Furosemide toxicity in isolated mouse hepatocyte suspensions.

Incubation of freshly isolated mouse hepatocytes with 0.5 or 1.0 mM furosemide caused a depletion of cellular acid soluble sulfhydryls to approximately 20-30% of control over the course of 4.5 h. The depletion was accompanied by a reduction in cell viability (indicated by the lactate dehydrogenase latency test) which was significant (P less than 0.05) for 0.5 mM but not for 1.0 mM furosemide at 4.5 h. Ultrastructurally, 0.5 or 1.0 mM furosemide caused cytoplasmic changes including loss of glycogen, disaggregation of polyribosomes, vesiculation of endoplasmic reticulum, and occasional appearance of lamellar bodies consisting of concentric arrays of paired smooth membranes.
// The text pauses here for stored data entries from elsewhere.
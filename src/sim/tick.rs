//! Fixed timestep simulation tick
//!
//! One call advances the session by one step, in a fixed order: session
//! commands, player physics, platform pool, spawner refill, difficulty.

use super::state::{GamePhase, GameState};

/// Input state for a single tick (deterministic)
#[derive(Debug, Clone, Default, PartialEq, Eq)]
pub struct TickInput {
    pub left: bool,
    pub right: bool,
    pub up: bool,
    pub down: bool,
    /// Jump pressed this tick (edge, not held)
    pub jump: bool,
    /// Restart pressed this tick
    pub restart: bool,
    /// Debug overlay toggle pressed this tick
    pub debug: bool,
    /// Camera zoom held
    pub zoom_in: bool,
    pub zoom_out: bool,
}

/// Advance the session by one fixed timestep
pub fn tick(state: &mut GameState, input: &TickInput) {
    state.time_ticks += 1;

    if input.debug {
        state.debug = !state.debug;
        log::debug!("Debug overlay {}", if state.debug { "on" } else { "off" });
    }

    if input.restart && state.phase.can_restart() {
        state.restart();
    }

    let scroll_speed = state.difficulty.scroll_speed;
    state.player.update(
        input,
        &mut state.space,
        &state.spawner,
        &state.settings,
        scroll_speed,
    );

    if state.player.dead {
        if state.phase != GamePhase::Dead {
            log::info!("Game over with score {}", state.hud().score);
        }
        state.phase = GamePhase::Dead;
        state.difficulty.freeze();
        return;
    }

    if state.phase != GamePhase::Playing {
        return;
    }

    let player_bottom = state.player.bottom(&state.space);
    state.spawner.update(
        &mut state.space,
        &mut state.rng,
        scroll_speed,
        player_bottom,
        state.difficulty.level,
    );

    state.score += state.difficulty.score_increment();
    state.difficulty.check(state.score);
}

#[cfg(test)]
mod tests {
    use super::*;
    use crate::Settings;
    use crate::settings::ControlMode;
    use crate::sim::platforms::PlatformKind;
    use crate::sim::space::Tags;
    use glam::Vec2;

    fn restart() -> TickInput {
        TickInput {
            restart: true,
            ..Default::default()
        }
    }

    fn platform_positions(state: &GameState) -> Vec<(usize, Vec2)> {
        state
            .spawner
            .iter_live()
            .filter_map(|(slot, p)| state.space.get(p.body).map(|b| (slot, b.pos)))
            .collect()
    }

    #[test]
    fn test_title_freezes_world() {
        let mut state = GameState::new(Settings::default());
        for _ in 0..30 {
            tick(&mut state, &TickInput::default());
        }
        assert_eq!(state.phase, GamePhase::Title);
        assert_eq!(state.score, 0.0);
        assert_eq!(state.spawner.live_count(), 0);
        assert_eq!(state.time_ticks, 30);
    }

    #[test]
    fn test_player_moves_on_title() {
        let mut state = GameState::new(Settings::default());
        let start = state.player_pos();
        tick(
            &mut state,
            &TickInput {
                right: true,
                ..Default::default()
            },
        );
        assert!(state.player_pos().x > start.x);
    }

    #[test]
    fn test_restart_starts_run_and_fills_pool() {
        let mut state = GameState::new(Settings::default());
        tick(&mut state, &restart());
        assert_eq!(state.phase, GamePhase::Playing);
        let live = state.spawner.live_count();
        assert!(live > 0 && live <= state.settings.base_batch);
        assert!(state.score > 0.0);
    }

    #[test]
    fn test_restart_ignored_while_playing() {
        let mut state = GameState::new(Settings::default());
        tick(&mut state, &restart());
        for _ in 0..10 {
            tick(&mut state, &TickInput::default());
        }
        let score = state.score;
        tick(&mut state, &restart());
        assert!(state.score > score, "run continued");
        assert_eq!(state.phase, GamePhase::Playing);
    }

    #[test]
    fn test_score_accumulates_at_scroll_rate() {
        let mut state = GameState::new(Settings::default());
        tick(&mut state, &restart());
        for _ in 1..60 {
            tick(&mut state, &TickInput::default());
        }
        assert!((state.score - 2.0).abs() < 1e-3);
    }

    #[test]
    fn test_difficulty_raised_on_threshold_tick() {
        let mut state = GameState::new(Settings::default());
        tick(&mut state, &restart());
        state.score = 19.99;
        tick(&mut state, &TickInput::default());
        assert_eq!(state.difficulty.level, 1);
        assert!((state.scroll_speed() - 2.3).abs() < 1e-6);

        tick(&mut state, &TickInput::default());
        assert_eq!(state.difficulty.level, 1);
    }

    #[test]
    fn test_platform_landing_ends_run() {
        let settings = Settings::default().with_control_mode(ControlMode::Jump);
        let mut state = GameState::new(settings);
        state.restart();
        state.spawner.spawn(
            &mut state.space,
            Vec2::new(400.0, 944.0),
            PlatformKind::Normal,
            Tags::PLATFORM,
        );

        tick(&mut state, &TickInput::default());
        assert!(state.player.dead);
        assert_eq!(state.phase, GamePhase::Dead);
        assert_eq!(state.scroll_speed(), 0.0);

        // Frozen until restart
        let score = state.score;
        let pos = state.player_pos();
        tick(&mut state, &TickInput::default());
        assert_eq!(state.score, score);
        assert_eq!(state.player_pos(), pos);

        tick(&mut state, &restart());
        assert!(!state.player.dead);
        assert_eq!(state.phase, GamePhase::Playing);
        assert_eq!(state.scroll_speed(), 2.0);
    }

    #[test]
    fn test_fly_mode_platform_contact_is_fatal() {
        let mut state = GameState::new(Settings::default());
        assert_eq!(state.settings.control_mode, ControlMode::Fly);
        state.restart();
        // Just above the player's head, scrolling down onto it
        state.spawner.spawn(
            &mut state.space,
            Vec2::new(400.0, 908.0),
            PlatformKind::Normal,
            Tags::PLATFORM,
        );

        for _ in 0..3 {
            tick(&mut state, &TickInput::default());
            assert!(!state.player.dead);
        }
        tick(&mut state, &TickInput::default());
        assert!(state.player.dead);
        assert_eq!(state.phase, GamePhase::Dead);
        assert_eq!(state.scroll_speed(), 0.0);
        assert_eq!(state.player_pos(), Vec2::new(400.0, 928.0));
    }

    #[test]
    fn test_debug_toggle() {
        let mut state = GameState::new(Settings::default());
        let toggle = TickInput {
            debug: true,
            ..Default::default()
        };
        tick(&mut state, &toggle);
        assert!(state.debug);
        tick(&mut state, &toggle);
        assert!(!state.debug);
    }

    #[test]
    fn test_determinism() {
        // Two sessions with the same seed and inputs must match exactly
        let mut state1 = GameState::new(Settings::default());
        let mut state2 = GameState::new(Settings::default());

        let script = [
            restart(),
            TickInput {
                left: true,
                ..Default::default()
            },
            TickInput {
                right: true,
                up: true,
                ..Default::default()
            },
            TickInput::default(),
        ];

        for i in 0..600 {
            let input = &script[i % script.len()];
            tick(&mut state1, input);
            tick(&mut state2, input);
        }

        assert_eq!(state1.time_ticks, state2.time_ticks);
        assert_eq!(state1.player_pos(), state2.player_pos());
        assert_eq!(state1.score, state2.score);
        assert_eq!(platform_positions(&state1), platform_positions(&state2));
    }

    #[test]
    fn test_different_seeds_diverge() {
        let mut state1 = GameState::new(Settings::default());
        let mut state2 = GameState::new(Settings {
            seed: 1234,
            ..Settings::default()
        });
        tick(&mut state1, &restart());
        tick(&mut state2, &restart());
        assert_ne!(platform_positions(&state1), platform_positions(&state2));
    }
}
These concentrations of furosemide also caused cell surface changes, including loss of microvilli, development of an irregular shape compared to the spherical appearance of untreated hepatocytes, and the development of occasional blebs. The appearance of pale staining hydropic cells was indicative of the final stages of cell death. N-Acetylcysteine (6.0 mM) was effective at preventing the depletion of soluble sulfhydryls, the loss of viability, and the ultrastructural effects of 0.5 or 1.0 mM furosemide, suggesting a role for soluble sulfhydryls in the pathogenesis of furosemide hepatotoxicity.